(Beginning of DATA FOR ANALYSIS)
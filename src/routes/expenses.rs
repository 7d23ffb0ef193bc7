use std::collections::HashMap;

use axum::extract::{Path, Query, State};
use axum::http::StatusCode;
use axum::Json;
use sqlx::SqlitePool;
use uuid::Uuid;

use crate::app::AppState;
use crate::authz::{ActionVerb, Caller, EntityKind, ScopeFilter};
use crate::errors::{AppError, AppResult};
use crate::linking::{resolve_link_change, store, LinkChange, LinkTarget, LinkingPolicy};
use crate::models::expense::{
    DbExpense, Expense, ExpenseCreateRequest, ExpenseListQuery, ExpenseUpdateRequest,
};
use crate::utils::{format_amount, utc_now};

const EXPENSE_COLUMNS: &str = "id, description, amount, expense_date, plan_id, vendor_id, activity_type_id, created_by, created_at, updated_at, deleted_at";

#[utoipa::path(
    get,
    path = "/expenses",
    tag = "Expenses",
    params(ExpenseListQuery),
    responses((status = 200, description = "List expenses visible to the caller", body = [Expense])),
    security(("bearerAuth" = []))
)]
pub async fn list_expenses(
    State(state): State<AppState>,
    caller: Caller,
    Query(query): Query<ExpenseListQuery>,
) -> AppResult<Json<Vec<Expense>>> {
    let mode = state
        .scope
        .resolve(&caller, Some(EntityKind::Expenses), ActionVerb::Read)
        .await;

    let owner = match mode.filter(&caller, true) {
        ScopeFilter::DenyAll => return Ok(Json(Vec::new())),
        ScopeFilter::OwnedBy(user_id) => Some(user_id),
        ScopeFilter::Unrestricted => None,
    };

    let rows = sqlx::query_as::<_, DbExpense>(&format!(
        "SELECT {EXPENSE_COLUMNS} FROM expenses WHERE deleted_at IS NULL AND (? IS NULL OR created_by = ?) AND (? IS NULL OR plan_id = ?) ORDER BY created_at DESC",
    ))
    .bind(owner)
    .bind(owner)
    .bind(query.plan_id)
    .bind(query.plan_id)
    .fetch_all(&state.pool)
    .await?;

    let links: HashMap<Uuid, Uuid> = store::linked_project_ids(&state.pool, LinkTarget::Expense)
        .await?
        .into_iter()
        .collect();

    let expenses: Vec<Expense> = rows
        .into_iter()
        .map(|row| {
            let project_id = links.get(&row.id).copied();
            Expense::try_from(row).map(|expense| expense.with_project(project_id))
        })
        .collect::<Result<_, _>>()?;

    Ok(Json(expenses))
}

#[utoipa::path(
    post,
    path = "/expenses",
    tag = "Expenses",
    request_body = ExpenseCreateRequest,
    responses(
        (status = 201, description = "Expense created", body = Expense),
        (status = 400, description = "Validation error"),
        (status = 403, description = "Write scope denied"),
    ),
    security(("bearerAuth" = []))
)]
pub async fn create_expense(
    State(state): State<AppState>,
    caller: Caller,
    Json(payload): Json<ExpenseCreateRequest>,
) -> AppResult<(StatusCode, Json<Expense>)> {
    let mode = state
        .scope
        .resolve(&caller, Some(EntityKind::Expenses), ActionVerb::Write)
        .await;
    // `own` permits creation: the new record is owned by the caller.
    if mode.filter(&caller, true) == ScopeFilter::DenyAll {
        return Err(AppError::forbidden("insufficient scope to create expenses"));
    }

    let policy = LinkingPolicy::from_config(&caller.config);
    let link = resolve_link_change(policy, payload.project_id.clone().map(Some), true)?;

    let now = utc_now();
    let expense_id = Uuid::new_v4();

    sqlx::query(
        "INSERT INTO expenses (id, description, amount, expense_date, plan_id, vendor_id, activity_type_id, created_by, created_at, updated_at) VALUES (?, ?, ?, ?, ?, ?, ?, ?, ?, ?)",
    )
    .bind(expense_id)
    .bind(&payload.description)
    .bind(format_amount(payload.amount))
    .bind(payload.expense_date)
    .bind(payload.plan_id)
    .bind(payload.vendor_id)
    .bind(payload.activity_type_id)
    .bind(caller.user_id)
    .bind(now)
    .bind(now)
    .execute(&state.pool)
    .await?;

    if let LinkChange::Set(project_id) = link {
        store::set_linked_project_id(&state.pool, LinkTarget::Expense, expense_id, Some(project_id))
            .await?;
    }

    let expense: Expense = fetch_expense(&state.pool, expense_id).await?.try_into()?;
    let project_id = store::linked_project_id(&state.pool, LinkTarget::Expense, expense_id).await?;

    Ok((StatusCode::CREATED, Json(expense.with_project(project_id))))
}

#[utoipa::path(
    get,
    path = "/expenses/{id}",
    tag = "Expenses",
    params(("id" = Uuid, Path, description = "Expense id")),
    responses(
        (status = 200, description = "Expense detail", body = Expense),
        (status = 404, description = "Expense not found or not visible"),
    ),
    security(("bearerAuth" = []))
)]
pub async fn get_expense(
    State(state): State<AppState>,
    caller: Caller,
    Path(id): Path<Uuid>,
) -> AppResult<Json<Expense>> {
    let mode = state
        .scope
        .resolve(&caller, Some(EntityKind::Expenses), ActionVerb::Read)
        .await;
    let filter = mode.filter(&caller, true);
    if filter == ScopeFilter::DenyAll {
        return Err(AppError::not_found("expense not found"));
    }

    let expense = fetch_expense(&state.pool, id).await?;
    // Reads outside the caller's scope surface as not-found, never as
    // forbidden, so record existence is not revealed.
    if !filter.allows(Some(expense.created_by)) {
        return Err(AppError::not_found("expense not found"));
    }

    let expense: Expense = expense.try_into()?;
    let project_id = store::linked_project_id(&state.pool, LinkTarget::Expense, id).await?;

    Ok(Json(expense.with_project(project_id)))
}

#[utoipa::path(
    put,
    path = "/expenses/{id}",
    tag = "Expenses",
    params(("id" = Uuid, Path, description = "Expense id")),
    request_body = ExpenseUpdateRequest,
    responses(
        (status = 200, description = "Expense updated", body = Expense),
        (status = 400, description = "Validation error"),
        (status = 403, description = "Write scope denied or not the owner"),
    ),
    security(("bearerAuth" = []))
)]
pub async fn update_expense(
    State(state): State<AppState>,
    caller: Caller,
    Path(id): Path<Uuid>,
    Json(payload): Json<ExpenseUpdateRequest>,
) -> AppResult<Json<Expense>> {
    let mode = state
        .scope
        .resolve(&caller, Some(EntityKind::Expenses), ActionVerb::Write)
        .await;
    let filter = mode.filter(&caller, true);
    if filter == ScopeFilter::DenyAll {
        return Err(AppError::forbidden("insufficient scope to update expenses"));
    }

    let policy = LinkingPolicy::from_config(&caller.config);
    let link = resolve_link_change(policy, payload.project_id.clone(), false)?;

    let mut expense = fetch_expense(&state.pool, id).await?;
    if !filter.allows(Some(expense.created_by)) {
        return Err(AppError::forbidden("not the owner of this expense"));
    }

    if let Some(description) = payload.description.as_ref() {
        expense.description = description.clone();
    }
    if let Some(amount) = payload.amount {
        expense.amount = format_amount(amount);
    }
    if payload.expense_date.is_some() {
        expense.expense_date = payload.expense_date;
    }
    if payload.plan_id.is_some() {
        expense.plan_id = payload.plan_id;
    }
    if payload.vendor_id.is_some() {
        expense.vendor_id = payload.vendor_id;
    }
    if payload.activity_type_id.is_some() {
        expense.activity_type_id = payload.activity_type_id;
    }

    let now = utc_now();

    sqlx::query(
        "UPDATE expenses SET description = ?, amount = ?, expense_date = ?, plan_id = ?, vendor_id = ?, activity_type_id = ?, updated_at = ? WHERE id = ?",
    )
    .bind(&expense.description)
    .bind(&expense.amount)
    .bind(expense.expense_date)
    .bind(expense.plan_id)
    .bind(expense.vendor_id)
    .bind(expense.activity_type_id)
    .bind(now)
    .bind(expense.id)
    .execute(&state.pool)
    .await?;

    match link {
        LinkChange::Keep => {}
        LinkChange::Clear => {
            store::set_linked_project_id(&state.pool, LinkTarget::Expense, id, None).await?;
        }
        LinkChange::Set(project_id) => {
            store::set_linked_project_id(&state.pool, LinkTarget::Expense, id, Some(project_id))
                .await?;
        }
    }

    expense.updated_at = now;
    let expense: Expense = expense.try_into()?;
    let project_id = store::linked_project_id(&state.pool, LinkTarget::Expense, id).await?;

    Ok(Json(expense.with_project(project_id)))
}

#[utoipa::path(
    delete,
    path = "/expenses/{id}",
    tag = "Expenses",
    params(("id" = Uuid, Path, description = "Expense id")),
    responses(
        (status = 204, description = "Expense soft deleted"),
        (status = 403, description = "Delete scope denied or not the owner"),
    ),
    security(("bearerAuth" = []))
)]
pub async fn delete_expense(
    State(state): State<AppState>,
    caller: Caller,
    Path(id): Path<Uuid>,
) -> AppResult<StatusCode> {
    let mode = state
        .scope
        .resolve(&caller, Some(EntityKind::Expenses), ActionVerb::Delete)
        .await;
    let filter = mode.filter(&caller, true);
    if filter == ScopeFilter::DenyAll {
        return Err(AppError::forbidden("insufficient scope to delete expenses"));
    }

    let expense = fetch_expense(&state.pool, id).await?;
    if !filter.allows(Some(expense.created_by)) {
        return Err(AppError::forbidden("not the owner of this expense"));
    }

    let now = utc_now();
    let affected = sqlx::query(
        "UPDATE expenses SET deleted_at = ?, updated_at = ? WHERE id = ? AND deleted_at IS NULL",
    )
    .bind(now)
    .bind(now)
    .bind(id)
    .execute(&state.pool)
    .await?;

    if affected.rows_affected() == 0 {
        return Err(AppError::not_found("expense not found"));
    }

    store::clear_links(&state.pool, LinkTarget::Expense, id).await?;

    Ok(StatusCode::NO_CONTENT)
}

async fn fetch_expense(pool: &SqlitePool, expense_id: Uuid) -> AppResult<DbExpense> {
    sqlx::query_as::<_, DbExpense>(&format!(
        "SELECT {EXPENSE_COLUMNS} FROM expenses WHERE id = ? AND deleted_at IS NULL",
    ))
    .bind(expense_id)
    .fetch_optional(pool)
    .await?
    .ok_or_else(|| AppError::not_found("expense not found"))
}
(End of DATA FOR ANALYSIS)
[REQUIRED WORK] Whenever a line of the records holds the string "SqlitePool", pick it out and copy it.

[OUTPUT]
use sqlx::SqlitePool;
async fn fetch_expense(pool: &SqlitePool, expense_id: Uuid) -> AppResult<DbExpense> {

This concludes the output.